To our knowledge, this is the first study to report estimates of live birth rates and ClBRs across complete cycles among large sample population with freeze-all strategy during ten years. Although many studies about IVF have been reported, most of them were limited by small samples, conventional IVF strategy, and the use of pregnancy or live birth rate per cycle as the primary outcome [15, 16]. Few researches reported the cumulative live birth rate per patient among population using freeze-all strategy. This study conducting in 20687 patients reported the conservative and optimal estimates of CLBRs, which could reflect the chance of success for patients undergoing IVF treatment with freeze-all strategy. In this study, we presented the clinical outcome of IVF in a patient-anchored approach and all cycles were attached to the patient receiving IVF treatment. Despite the live birth rate declined with the increasing number of cycles, the CLBRs increased up to and including the fifth cycle in the whole cohort. The conservative and optimal estimates of CLBRs in our population of more than 20000 patients undergoing up to five complete cycles of IVF treatment were 64.11% and 80.41%, respectively. As the CLBRs may be underestimated or overestimated by the conservative or optimal estimated, the ‘realistic’ CLBR for our population was probably between the two estimates.
CLBRs after IVF have been reported across nations. The CLBRs for the conservative and optimal estimates (51% and 72%) after six complete cycles reported by Malizia et al. from a large center in Boston were lower than these in our study (64.34% and 83.40%). Comparing with the conservative and optimal estimates of CLBRs after six complete cycles in the UK (43.90% and 75.50%) and Belgium (54.10% and 76.30), corresponding figures from our research were slightly higher[5, 17]. We speculate that the higher CLBRs in our study is related with our treatment protocol—freeze all strategy, which has been reported that could increase pregnancy rate and live birth rate by avoiding the potential deleterious effects of controlled ovarian stimulation on the endometrium. In addition, the differences in age structure, causes of infertility between our study population and previous study population may also contribute to the different CLBRs across nations. So randomized controlled trials are needed to verify the finding in future study.
As we all known, maternal age was an important factor affecting the fertility in the natural population. In our study, the CLBRs also declined with the increasing of the age. Leridon reported the final proportions of women ending in a live birth was 94% for women starting attempts to conceive at age 30 years, 86% for those starting age 35 years and 65% for those starting at age 40 years in the natural population.Our optimal CLBRs after seven complete cycles for women younger than 31 years, aged 31 to 34 years, aged 35 to 37 years, and aged between 38 and 40 years were 95.81%, 90.80%, 81.54%, and 58.25%, respectively. These figures proved that IVF could reduce the gap in the probability of having a live birth for the infertility women no more than 40 years. However, the possibility of delivering a live baby was only 19.45% for women older than 40 years after seven complete courses of IVF treatment. This suggested that IVF could not completely compensate for the decrease of fertility among women older than 40 years.
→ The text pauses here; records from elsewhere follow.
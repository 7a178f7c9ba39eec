//! Sandboxed execution of Python and shell snippets for agent skills.
//!
//! Python source is statically vetted against a deny-list before it runs;
//! shell commands are checked against a blocklist of dangerous patterns.
//! Either way the child runs in the caller's workspace under a clamped
//! timeout, with captured output capped in size, and the outcome comes back
//! as a [`ScriptResult`].
//!
//! None of this is a hard security boundary. The static checks are
//! heuristics and the workspace guard for Python lives inside the child's
//! own interpreter.

pub mod config;
pub mod executor;
pub mod sandbox;
pub mod security;

pub use config::{Config, ExecutorConfig, LimitsConfig};
pub use executor::{run_bash_script, run_python_script, ScriptExecutor, ScriptResult};
pub use security::{validate_python_code, validate_workspace_path, CodeValidator};
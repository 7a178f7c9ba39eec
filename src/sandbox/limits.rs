use crate::config::LimitsConfig;
use std::process::Command;

const MIB: u64 = 1024 * 1024;

/// Install address-space and file-size caps on `cmd`, applied in the child
/// between fork and exec. Each cap is bounded by the current hard limit, and
/// a value of 0 leaves that resource alone.
#[cfg(target_os = "linux")]
pub fn apply(cmd: &mut Command, limits: LimitsConfig) {
    use nix::sys::resource::Resource;
    use std::os::unix::process::CommandExt;

    let memory = limits.max_memory_mb.saturating_mul(MIB);
    let file_size = limits.max_file_size_mb.saturating_mul(MIB);
    if memory == 0 && file_size == 0 {
        return;
    }

    // SAFETY: the hook only calls getrlimit/setrlimit, both async-signal-safe.
    unsafe {
        cmd.pre_exec(move || {
            if memory > 0 {
                lower_soft_limit(Resource::RLIMIT_AS, memory)?;
            }
            if file_size > 0 {
                lower_soft_limit(Resource::RLIMIT_FSIZE, file_size)?;
            }
            Ok(())
        });
    }
}

#[cfg(not(target_os = "linux"))]
pub fn apply(_cmd: &mut Command, _limits: LimitsConfig) {}

#[cfg(target_os = "linux")]
fn lower_soft_limit(resource: nix::sys::resource::Resource, limit: u64) -> std::io::Result<()> {
    use nix::sys::resource::{getrlimit, setrlimit};

    let (_, hard) = getrlimit(resource)?;
    setrlimit(resource, limit.min(hard), hard)?;
    Ok(())
}

#[cfg(all(test, target_os = "linux"))]
mod tests {
    use super::*;

    fn limits_of(limits: LimitsConfig) -> String {
        let mut cmd = Command::new("cat");
        cmd.arg("/proc/self/limits");
        apply(&mut cmd, limits);
        let out = cmd.output().unwrap();
        assert!(out.status.success());
        String::from_utf8_lossy(&out.stdout).to_string()
    }

    fn soft_limit(table: &str, name: &str) -> String {
        let line = table
            .lines()
            .find(|l| l.starts_with(name))
            .unwrap_or_else(|| panic!("no '{}' row in /proc/self/limits", name));
        line[name.len()..]
            .split_whitespace()
            .next()
            .unwrap()
            .to_string()
    }

    #[test]
    fn test_memory_limit_applied() {
        let table = limits_of(LimitsConfig {
            max_memory_mb: 512,
            max_file_size_mb: 0,
        });
        assert_eq!(soft_limit(&table, "Max address space"), (512 * MIB).to_string());
    }

    #[test]
    fn test_file_size_limit_applied() {
        let table = limits_of(LimitsConfig {
            max_memory_mb: 0,
            max_file_size_mb: 3,
        });
        assert_eq!(soft_limit(&table, "Max file size"), (3 * MIB).to_string());
    }

    #[test]
    fn test_zero_leaves_limits_untouched() {
        let parent = std::fs::read_to_string("/proc/self/limits").unwrap();
        let child = limits_of(LimitsConfig {
            max_memory_mb: 0,
            max_file_size_mb: 0,
        });
        assert_eq!(
            soft_limit(&child, "Max address space"),
            soft_limit(&parent, "Max address space")
        );
    }
}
In addition, our age-stratified CLBRS also could provide individualized information about the chance of success for patients of any age.
In this study, we constructed two models to estimate the chances of a live birth over one or more complete cycles. For patients embarking on IVF following freeze-all strategy, model one could predict the probability of having a baby over multiple complete cycles using the patient’s baseline characteristics, including age, infertility type and causes of infertility. But for patients finishing the first complete cycle, the treatment information at complete cycle one was available. So we developed model two by adding the treatment information to make the prediction more precise. In model one, age was an important predictor for the chance of live birth. In model two, besides age, the number of oocyte retrieved at complete cycle one also played an important predictive role. The two models can be used by patients before starting IVF and patients after the first complete cycle to estimate their probability of having a baby for making treatment decisions.
Many studies have been conducted to predict the success of IVF. David predicted the cumulative chances of having a baby over a complete package of IVF, but this model only applied to population using the conventional IVF strategy . R.K. Dhillon also made a prediction models for live birth following IVF, but this study included patients undergoing their first fresh cycle of IVF and was limited to use prior to first cycle only . Our study is the first to estimate the probability of having a baby over multiple complete cycles of IVF for patients following strategy, which can be used as a guiding tool in making decisions about treatment with freeze-all protocol.
Our research has some limitations. First, we did not adjust factors such as body-mass-index, smoking and alcohol use in our model, as these variables were unavailable in our IVF database . Second, this model is developed for freeze-all strategy, so patients undergoing IVF treatment with conventional IVF strategy could not estimate their chance of having a live birth using this model.